Extract the first line through the line containing "impl IntoResponse for" from the listing below, exactly as written.

> **Record set**
· · · · · · ·

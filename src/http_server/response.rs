//! Boundary error handling
//!
//! Converts [`ApiError`] and extractor rejections into the
//! `{success: false, error}` envelope.

use axum::extract::rejection::JsonRejection;
use axum::http::StatusCode;
use axum::response::{IntoResponse, Response};
use axum::Json;
use serde::Serialize;
use tracing::error;

use crate::operations::ApiError;

/// Error response body
#[derive(Debug, Serialize)]
pub struct ErrorEnvelope {
    pub success: bool,
    pub error: String,
}

impl From<&ApiError> for ErrorEnvelope {
    fn from(err: &ApiError) -> Self {
        Self {
            success: false,
            error: err.to_string(),
        }
    }
}

impl IntoResponse for ApiError {
    fn into_response(self) -> Response {
        let status =
            StatusCode::from_u16(self.status_code()).unwrap_or(StatusCode::INTERNAL_SERVER_ERROR);
        if status.is_server_error() {
            error!(status = status.as_u16(), error = %self, "Request failed");
        }
        (status, Json(ErrorEnvelope::from(&self))).into_response()
    }
}

/// Map a JSON body rejection to a 400
pub fn body_error(rejection: JsonRejection) -> ApiError {
    ApiError::BadRequest(rejection.body_text())
}

/// Fallback for unknown routes
pub async fn route_not_found() -> ApiError {
    ApiError::NotFound("Route not found".to_string())
}

#[cfg(test)]
mod tests {
    use super::*;

    #[test]
    fn test_error_envelope() {
        let envelope = ErrorEnvelope::from(&ApiError::BadRequest("Please upload a file".into()));
        let json = serde_json::to_value(&envelope).unwrap();
        assert_eq!(
            json,
            serde_json::json!({"success": false, "error": "Please upload a file"})
        );
    }

    #[test]
    fn test_status_is_carried() {
        let response = ApiError::NotFound("gone".into()).into_response();
        assert_eq!(response.status(), StatusCode::NOT_FOUND);

        let response = ApiError::Internal("disk".into()).into_response();
        assert_eq!(response.status(), StatusCode::INTERNAL_SERVER_ERROR);
    }
}
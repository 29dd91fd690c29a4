//! # Seed Data
//!
//! Loads `bootcamps.json` and `courses.json` from a directory into a store.
//! Records carry their own ids so courses can reference their bootcamp.
//! Bootcamp addresses are geocoded best-effort, and every seeded bootcamp
//! gets its average cost computed once all courses are in.

use std::path::{Path, PathBuf};
use std::sync::Arc;

use serde::Deserialize;
use thiserror::Error;
use tracing::{info, warn};
use uuid::Uuid;

use crate::geocoding::Geocoder;
use crate::model::{Bootcamp, BootcampFields, Course, CourseFields, GeoPoint, ValidationError};
use crate::operations::AverageCostMaintainer;
use crate::store::{RecordStore, StoreError};

pub const BOOTCAMPS_FILE: &str = "bootcamps.json";
pub const COURSES_FILE: &str = "courses.json";

pub type SeedResult<T> = Result<T, SeedError>;

#[derive(Debug, Error)]
pub enum SeedError {
    #[error("Cannot read seed file {path}: {source}")]
    Read {
        path: PathBuf,
        source: std::io::Error,
    },

    #[error("Invalid seed file {path}: {source}")]
    Parse {
        path: PathBuf,
        source: serde_json::Error,
    },

    #[error("Invalid seed record {id}: {source}")]
    Invalid { id: Uuid, source: ValidationError },

    #[error(transparent)]
    Store(#[from] StoreError),
}

#[derive(Debug, Deserialize)]
struct SeedBootcamp {
    id: Uuid,
    #[serde(flatten)]
    fields: BootcampFields,
}

#[derive(Debug, Deserialize)]
struct SeedCourse {
    id: Uuid,
    bootcamp: Uuid,
    #[serde(flatten)]
    fields: CourseFields,
}

/// Counts of what a seed run inserted
#[derive(Debug, Clone, Copy, Default, PartialEq, Eq)]
pub struct SeedSummary {
    pub bootcamps: usize,
    pub courses: usize,
}

/// Load the seed directory into `store`. A missing `courses.json` is allowed.
pub async fn seed_directory(
    dir: &Path,
    store: Arc<dyn RecordStore>,
    geocoder: Arc<dyn Geocoder>,
) -> SeedResult<SeedSummary> {
    let bootcamps: Vec<SeedBootcamp> = read_records(&dir.join(BOOTCAMPS_FILE))?;
    let courses_path = dir.join(COURSES_FILE);
    let courses: Vec<SeedCourse> = if courses_path.exists() {
        read_records(&courses_path)?
    } else {
        Vec::new()
    };

    let mut summary = SeedSummary::default();
    let mut seeded = Vec::with_capacity(bootcamps.len());

    for record in bootcamps {
        let mut bootcamp = Bootcamp::new(record.fields).map_err(|source| SeedError::Invalid {
            id: record.id,
            source,
        })?;
        bootcamp.id = record.id;

        match geocoder.geocode(&bootcamp.address).await {
            Ok(location) => bootcamp.location = Some(GeoPoint::from(location)),
            Err(e) => warn!(bootcamp = %bootcamp.id, error = %e, "Seed address not geocoded"),
        }

        store.insert_bootcamp(bootcamp).await?;
        seeded.push(record.id);
        summary.bootcamps += 1;
    }

    for record in courses {
        let mut course = Course::new(record.bootcamp, record.fields).map_err(|source| {
            SeedError::Invalid {
                id: record.id,
                source,
            }
        })?;
        course.id = record.id;

        store.insert_course(course).await?;
        summary.courses += 1;
    }

    let maintainer = AverageCostMaintainer::new(store);
    for id in seeded {
        maintainer.refresh(id).await;
    }

    info!(
        bootcamps = summary.bootcamps,
        courses = summary.courses,
        dir = %dir.display(),
        "Seed data loaded"
    );
    Ok(summary)
}

fn read_records<T: serde::de::DeserializeOwned>(path: &Path) -> SeedResult<Vec<T>> {
    let content = std::fs::read_to_string(path).map_err(|source| SeedError::Read {
        path: path.to_path_buf(),
        source,
    })?;
    serde_json::from_str(&content).map_err(|source| SeedError::Parse {
        path: path.to_path_buf(),
        source,
    })
}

· · · · · · ·

> **Answer**
filename src/http_server/response.rs
//! Boundary error handling
//!
//! Converts [`ApiError`] and extractor rejections into the
//! `{success: false, error}` envelope.

use axum::extract::rejection::JsonRejection;
use axum::http::StatusCode;
use axum::response::{IntoResponse, Response};
use axum::Json;
use serde::Serialize;
use tracing::error;

use crate::operations::ApiError;

/// Error response body
#[derive(Debug, Serialize)]
pub struct ErrorEnvelope {
    pub success: bool,
    pub error: String,
}

impl From<&ApiError> for ErrorEnvelope {
    fn from(err: &ApiError) -> Self {
        Self {
            success: false,
            error: err.to_string(),
        }
    }
}

impl IntoResponse for ApiError {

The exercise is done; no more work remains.